Exercise description: For the entries below, the expected answer is the line with "variants were written.", the line with "fn remove_outputs(outputs: &[PathBuf])", and every line between them, exactly as written, and nothing more.

[Collected data entries]
______
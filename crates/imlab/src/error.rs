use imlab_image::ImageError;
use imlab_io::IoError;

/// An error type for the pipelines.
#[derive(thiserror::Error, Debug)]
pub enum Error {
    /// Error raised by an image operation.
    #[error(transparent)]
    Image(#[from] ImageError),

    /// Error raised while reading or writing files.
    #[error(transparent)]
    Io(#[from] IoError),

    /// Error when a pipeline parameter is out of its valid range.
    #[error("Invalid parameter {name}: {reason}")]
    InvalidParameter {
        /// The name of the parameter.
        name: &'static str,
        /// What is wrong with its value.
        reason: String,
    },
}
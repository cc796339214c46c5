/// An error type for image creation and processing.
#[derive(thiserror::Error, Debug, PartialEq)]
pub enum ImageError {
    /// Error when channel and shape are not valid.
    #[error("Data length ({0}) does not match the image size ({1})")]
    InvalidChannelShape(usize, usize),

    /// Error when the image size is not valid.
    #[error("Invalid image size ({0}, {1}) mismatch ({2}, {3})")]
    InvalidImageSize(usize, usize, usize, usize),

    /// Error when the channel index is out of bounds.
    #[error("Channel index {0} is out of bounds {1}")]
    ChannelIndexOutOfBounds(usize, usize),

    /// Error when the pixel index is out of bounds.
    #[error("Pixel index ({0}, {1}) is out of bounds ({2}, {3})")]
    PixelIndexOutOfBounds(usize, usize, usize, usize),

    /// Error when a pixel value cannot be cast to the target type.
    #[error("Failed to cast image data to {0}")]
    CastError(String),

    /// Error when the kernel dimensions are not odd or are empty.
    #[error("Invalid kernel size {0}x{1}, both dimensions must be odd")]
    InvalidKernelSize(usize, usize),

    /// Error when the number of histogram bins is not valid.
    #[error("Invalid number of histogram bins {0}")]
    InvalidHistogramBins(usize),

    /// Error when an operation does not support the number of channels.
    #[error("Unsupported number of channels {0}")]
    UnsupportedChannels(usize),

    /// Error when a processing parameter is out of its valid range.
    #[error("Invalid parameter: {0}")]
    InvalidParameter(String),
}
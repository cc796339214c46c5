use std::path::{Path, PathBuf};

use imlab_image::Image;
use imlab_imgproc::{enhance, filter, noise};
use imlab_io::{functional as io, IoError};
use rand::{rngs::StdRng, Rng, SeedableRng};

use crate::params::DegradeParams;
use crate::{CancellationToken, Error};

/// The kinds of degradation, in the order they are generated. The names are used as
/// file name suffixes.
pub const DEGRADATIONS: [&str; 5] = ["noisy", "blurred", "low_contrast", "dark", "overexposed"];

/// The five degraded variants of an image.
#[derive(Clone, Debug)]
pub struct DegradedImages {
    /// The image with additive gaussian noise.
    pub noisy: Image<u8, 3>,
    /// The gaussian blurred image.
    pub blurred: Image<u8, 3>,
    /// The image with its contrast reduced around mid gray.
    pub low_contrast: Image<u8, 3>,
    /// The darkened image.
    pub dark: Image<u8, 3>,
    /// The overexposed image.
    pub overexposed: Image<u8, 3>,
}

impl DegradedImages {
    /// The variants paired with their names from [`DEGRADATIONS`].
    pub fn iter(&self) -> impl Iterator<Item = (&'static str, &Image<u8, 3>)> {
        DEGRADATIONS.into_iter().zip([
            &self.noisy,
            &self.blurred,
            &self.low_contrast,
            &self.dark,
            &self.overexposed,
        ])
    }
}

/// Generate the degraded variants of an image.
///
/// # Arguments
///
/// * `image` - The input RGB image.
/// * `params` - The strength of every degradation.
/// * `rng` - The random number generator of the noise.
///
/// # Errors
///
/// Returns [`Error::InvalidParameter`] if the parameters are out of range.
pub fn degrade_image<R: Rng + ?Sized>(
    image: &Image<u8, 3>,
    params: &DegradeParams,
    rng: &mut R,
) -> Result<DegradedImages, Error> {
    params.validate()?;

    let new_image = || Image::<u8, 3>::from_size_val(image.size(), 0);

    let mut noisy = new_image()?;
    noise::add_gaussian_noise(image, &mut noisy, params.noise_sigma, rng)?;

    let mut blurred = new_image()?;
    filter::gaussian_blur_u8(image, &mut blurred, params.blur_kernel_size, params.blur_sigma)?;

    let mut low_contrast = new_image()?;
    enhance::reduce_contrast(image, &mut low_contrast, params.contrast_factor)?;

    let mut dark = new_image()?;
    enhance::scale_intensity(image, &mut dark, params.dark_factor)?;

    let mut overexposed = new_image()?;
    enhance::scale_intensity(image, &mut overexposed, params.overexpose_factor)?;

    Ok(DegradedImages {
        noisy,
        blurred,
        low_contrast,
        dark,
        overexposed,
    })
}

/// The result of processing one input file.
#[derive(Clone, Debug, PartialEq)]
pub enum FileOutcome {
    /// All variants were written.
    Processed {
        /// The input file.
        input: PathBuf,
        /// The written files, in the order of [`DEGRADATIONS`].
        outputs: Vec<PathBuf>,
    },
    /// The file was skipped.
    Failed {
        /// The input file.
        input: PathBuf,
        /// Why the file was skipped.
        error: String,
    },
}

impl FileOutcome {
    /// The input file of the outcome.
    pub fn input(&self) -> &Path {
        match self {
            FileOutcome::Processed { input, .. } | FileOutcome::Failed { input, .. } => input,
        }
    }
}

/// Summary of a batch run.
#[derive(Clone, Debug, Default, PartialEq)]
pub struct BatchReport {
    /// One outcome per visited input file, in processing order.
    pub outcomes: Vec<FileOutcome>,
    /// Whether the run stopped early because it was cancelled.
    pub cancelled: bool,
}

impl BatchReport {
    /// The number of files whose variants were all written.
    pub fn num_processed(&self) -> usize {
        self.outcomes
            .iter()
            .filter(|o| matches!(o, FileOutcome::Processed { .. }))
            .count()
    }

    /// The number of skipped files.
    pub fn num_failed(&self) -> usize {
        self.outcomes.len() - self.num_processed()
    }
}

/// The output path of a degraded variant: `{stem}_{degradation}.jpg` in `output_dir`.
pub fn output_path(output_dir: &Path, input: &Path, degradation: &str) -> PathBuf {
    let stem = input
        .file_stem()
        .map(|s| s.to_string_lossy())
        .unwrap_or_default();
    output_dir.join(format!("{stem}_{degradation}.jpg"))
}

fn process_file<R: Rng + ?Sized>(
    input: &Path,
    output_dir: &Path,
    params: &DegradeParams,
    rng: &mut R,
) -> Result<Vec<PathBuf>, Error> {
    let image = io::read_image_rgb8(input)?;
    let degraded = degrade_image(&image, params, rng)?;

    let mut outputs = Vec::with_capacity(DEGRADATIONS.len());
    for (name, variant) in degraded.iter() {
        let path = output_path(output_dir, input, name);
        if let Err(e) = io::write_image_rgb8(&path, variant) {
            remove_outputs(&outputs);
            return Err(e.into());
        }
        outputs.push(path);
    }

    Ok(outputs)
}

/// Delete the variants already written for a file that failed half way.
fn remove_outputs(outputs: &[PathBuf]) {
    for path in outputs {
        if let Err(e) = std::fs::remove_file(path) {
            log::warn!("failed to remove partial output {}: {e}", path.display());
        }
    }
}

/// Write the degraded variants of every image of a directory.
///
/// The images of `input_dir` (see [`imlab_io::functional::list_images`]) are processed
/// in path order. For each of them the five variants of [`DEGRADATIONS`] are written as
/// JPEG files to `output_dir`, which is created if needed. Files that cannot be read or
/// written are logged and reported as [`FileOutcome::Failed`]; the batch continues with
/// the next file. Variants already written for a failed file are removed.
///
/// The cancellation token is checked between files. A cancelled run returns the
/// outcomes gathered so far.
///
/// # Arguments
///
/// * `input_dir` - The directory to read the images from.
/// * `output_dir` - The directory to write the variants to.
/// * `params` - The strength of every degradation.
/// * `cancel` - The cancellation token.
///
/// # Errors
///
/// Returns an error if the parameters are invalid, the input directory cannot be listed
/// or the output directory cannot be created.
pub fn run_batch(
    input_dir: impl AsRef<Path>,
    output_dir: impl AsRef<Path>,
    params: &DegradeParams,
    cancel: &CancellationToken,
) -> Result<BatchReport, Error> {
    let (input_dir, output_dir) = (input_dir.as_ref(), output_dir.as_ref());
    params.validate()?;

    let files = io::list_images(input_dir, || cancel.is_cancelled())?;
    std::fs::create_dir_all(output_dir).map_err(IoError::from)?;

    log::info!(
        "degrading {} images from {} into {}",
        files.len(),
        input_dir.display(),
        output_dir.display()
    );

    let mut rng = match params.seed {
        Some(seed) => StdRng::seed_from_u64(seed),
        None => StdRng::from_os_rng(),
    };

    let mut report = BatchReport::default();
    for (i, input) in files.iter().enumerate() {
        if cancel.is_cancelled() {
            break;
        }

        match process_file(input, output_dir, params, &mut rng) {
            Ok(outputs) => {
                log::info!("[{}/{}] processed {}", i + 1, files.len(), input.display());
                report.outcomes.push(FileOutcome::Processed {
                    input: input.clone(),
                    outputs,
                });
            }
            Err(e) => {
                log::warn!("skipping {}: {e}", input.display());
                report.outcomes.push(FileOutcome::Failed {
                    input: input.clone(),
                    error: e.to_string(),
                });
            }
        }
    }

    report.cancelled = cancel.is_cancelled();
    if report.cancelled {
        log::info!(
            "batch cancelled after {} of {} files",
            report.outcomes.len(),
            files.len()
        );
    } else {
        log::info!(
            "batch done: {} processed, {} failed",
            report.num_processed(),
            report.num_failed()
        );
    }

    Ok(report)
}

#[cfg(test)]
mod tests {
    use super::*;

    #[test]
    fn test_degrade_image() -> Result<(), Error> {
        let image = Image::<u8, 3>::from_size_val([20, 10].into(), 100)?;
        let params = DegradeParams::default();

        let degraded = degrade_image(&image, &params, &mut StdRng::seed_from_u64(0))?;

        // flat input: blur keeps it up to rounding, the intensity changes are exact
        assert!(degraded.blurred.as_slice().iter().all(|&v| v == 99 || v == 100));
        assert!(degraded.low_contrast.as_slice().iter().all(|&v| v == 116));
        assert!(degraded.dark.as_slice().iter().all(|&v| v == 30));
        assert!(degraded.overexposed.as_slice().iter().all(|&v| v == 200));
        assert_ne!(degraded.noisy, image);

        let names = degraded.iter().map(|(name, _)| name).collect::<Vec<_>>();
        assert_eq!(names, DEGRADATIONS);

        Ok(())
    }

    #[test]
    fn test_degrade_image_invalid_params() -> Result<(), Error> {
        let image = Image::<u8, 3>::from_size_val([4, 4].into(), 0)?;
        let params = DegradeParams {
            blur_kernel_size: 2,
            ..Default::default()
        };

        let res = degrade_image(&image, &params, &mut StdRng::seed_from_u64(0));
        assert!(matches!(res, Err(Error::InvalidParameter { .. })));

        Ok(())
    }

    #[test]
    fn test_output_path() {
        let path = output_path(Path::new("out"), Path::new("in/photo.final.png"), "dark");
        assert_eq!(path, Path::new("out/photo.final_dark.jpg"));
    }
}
______
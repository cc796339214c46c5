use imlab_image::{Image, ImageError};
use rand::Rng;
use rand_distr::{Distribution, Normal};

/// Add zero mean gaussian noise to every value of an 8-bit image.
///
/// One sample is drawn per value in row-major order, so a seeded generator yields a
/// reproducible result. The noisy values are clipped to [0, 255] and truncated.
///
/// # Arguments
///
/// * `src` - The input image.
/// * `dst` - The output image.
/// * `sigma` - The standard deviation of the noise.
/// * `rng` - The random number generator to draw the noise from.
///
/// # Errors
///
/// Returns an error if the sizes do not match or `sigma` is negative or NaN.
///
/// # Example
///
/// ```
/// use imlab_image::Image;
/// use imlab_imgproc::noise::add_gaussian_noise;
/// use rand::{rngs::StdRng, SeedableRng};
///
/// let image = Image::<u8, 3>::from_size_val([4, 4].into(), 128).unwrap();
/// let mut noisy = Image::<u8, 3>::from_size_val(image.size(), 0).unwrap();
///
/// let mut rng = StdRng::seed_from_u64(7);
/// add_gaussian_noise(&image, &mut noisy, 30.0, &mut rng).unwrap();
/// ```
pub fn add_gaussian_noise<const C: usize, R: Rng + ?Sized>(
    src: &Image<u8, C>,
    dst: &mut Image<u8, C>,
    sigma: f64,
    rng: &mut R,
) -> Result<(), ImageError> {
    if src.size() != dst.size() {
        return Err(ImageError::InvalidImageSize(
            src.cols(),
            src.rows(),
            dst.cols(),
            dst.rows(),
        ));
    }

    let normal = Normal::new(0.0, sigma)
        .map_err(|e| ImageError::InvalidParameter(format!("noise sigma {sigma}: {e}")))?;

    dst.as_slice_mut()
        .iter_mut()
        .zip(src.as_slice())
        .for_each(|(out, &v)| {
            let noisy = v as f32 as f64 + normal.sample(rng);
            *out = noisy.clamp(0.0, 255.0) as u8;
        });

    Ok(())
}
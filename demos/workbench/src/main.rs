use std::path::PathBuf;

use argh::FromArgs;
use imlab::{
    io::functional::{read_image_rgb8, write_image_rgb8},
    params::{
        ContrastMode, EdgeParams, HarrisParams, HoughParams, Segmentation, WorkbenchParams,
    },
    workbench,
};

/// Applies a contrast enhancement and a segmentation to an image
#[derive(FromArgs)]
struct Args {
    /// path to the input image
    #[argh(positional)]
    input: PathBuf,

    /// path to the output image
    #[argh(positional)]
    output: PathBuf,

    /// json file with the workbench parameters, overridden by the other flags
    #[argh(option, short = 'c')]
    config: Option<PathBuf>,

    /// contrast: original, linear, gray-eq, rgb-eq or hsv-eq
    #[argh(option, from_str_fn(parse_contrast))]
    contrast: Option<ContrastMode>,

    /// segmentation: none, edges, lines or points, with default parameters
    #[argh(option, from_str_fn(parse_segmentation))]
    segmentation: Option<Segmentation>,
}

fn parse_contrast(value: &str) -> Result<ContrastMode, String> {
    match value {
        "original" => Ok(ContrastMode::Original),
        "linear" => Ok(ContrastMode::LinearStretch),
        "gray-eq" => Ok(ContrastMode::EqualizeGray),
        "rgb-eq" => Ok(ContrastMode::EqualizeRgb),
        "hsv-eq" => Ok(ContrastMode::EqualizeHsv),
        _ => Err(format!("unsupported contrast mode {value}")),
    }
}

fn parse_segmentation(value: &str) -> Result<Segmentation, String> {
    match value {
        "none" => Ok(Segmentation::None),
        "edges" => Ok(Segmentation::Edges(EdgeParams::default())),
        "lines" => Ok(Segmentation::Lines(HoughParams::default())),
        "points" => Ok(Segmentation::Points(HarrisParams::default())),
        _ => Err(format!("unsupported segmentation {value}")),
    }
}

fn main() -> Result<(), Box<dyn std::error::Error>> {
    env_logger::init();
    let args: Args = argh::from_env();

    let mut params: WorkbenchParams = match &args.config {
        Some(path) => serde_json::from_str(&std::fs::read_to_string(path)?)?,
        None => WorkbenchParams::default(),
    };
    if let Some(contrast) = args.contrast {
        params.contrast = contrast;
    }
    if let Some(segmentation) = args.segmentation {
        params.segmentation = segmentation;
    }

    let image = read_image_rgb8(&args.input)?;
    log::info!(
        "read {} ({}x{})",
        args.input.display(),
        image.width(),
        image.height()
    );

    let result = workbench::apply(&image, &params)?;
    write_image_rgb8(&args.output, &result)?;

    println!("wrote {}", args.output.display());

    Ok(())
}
______
Solution to this exercise:
    /// All variants were written.
    Processed {
        /// The input file.
        input: PathBuf,
        /// The written files, in the order of [`DEGRADATIONS`].
        outputs: Vec<PathBuf>,
    },
    /// The file was skipped.
    Failed {
        /// The input file.
        input: PathBuf,
        /// Why the file was skipped.
        error: String,
    },
}

impl FileOutcome {
    /// The input file of the outcome.
    pub fn input(&self) -> &Path {
        match self {
            FileOutcome::Processed { input, .. } | FileOutcome::Failed { input, .. } => input,
        }
    }
}

/// Summary of a batch run.
#[derive(Clone, Debug, Default, PartialEq)]
pub struct BatchReport {
    /// One outcome per visited input file, in processing order.
    pub outcomes: Vec<FileOutcome>,
    /// Whether the run stopped early because it was cancelled.
    pub cancelled: bool,
}

impl BatchReport {
    /// The number of files whose variants were all written.
    pub fn num_processed(&self) -> usize {
        self.outcomes
            .iter()
            .filter(|o| matches!(o, FileOutcome::Processed { .. }))
            .count()
    }

    /// The number of skipped files.
    pub fn num_failed(&self) -> usize {
        self.outcomes.len() - self.num_processed()
    }
}

/// The output path of a degraded variant: `{stem}_{degradation}.jpg` in `output_dir`.
pub fn output_path(output_dir: &Path, input: &Path, degradation: &str) -> PathBuf {
    let stem = input
        .file_stem()
        .map(|s| s.to_string_lossy())
        .unwrap_or_default();
    output_dir.join(format!("{stem}_{degradation}.jpg"))
}

fn process_file<R: Rng + ?Sized>(
    input: &Path,
    output_dir: &Path,
    params: &DegradeParams,
    rng: &mut R,
) -> Result<Vec<PathBuf>, Error> {
    let image = io::read_image_rgb8(input)?;
    let degraded = degrade_image(&image, params, rng)?;

    let mut outputs = Vec::with_capacity(DEGRADATIONS.len());
    for (name, variant) in degraded.iter() {
        let path = output_path(output_dir, input, name);
        if let Err(e) = io::write_image_rgb8(&path, variant) {
            remove_outputs(&outputs);
            return Err(e.into());
        }
        outputs.push(path);
    }

    Ok(outputs)
}

/// Delete the variants already written for a file that failed half way.
fn remove_outputs(outputs: &[PathBuf]) {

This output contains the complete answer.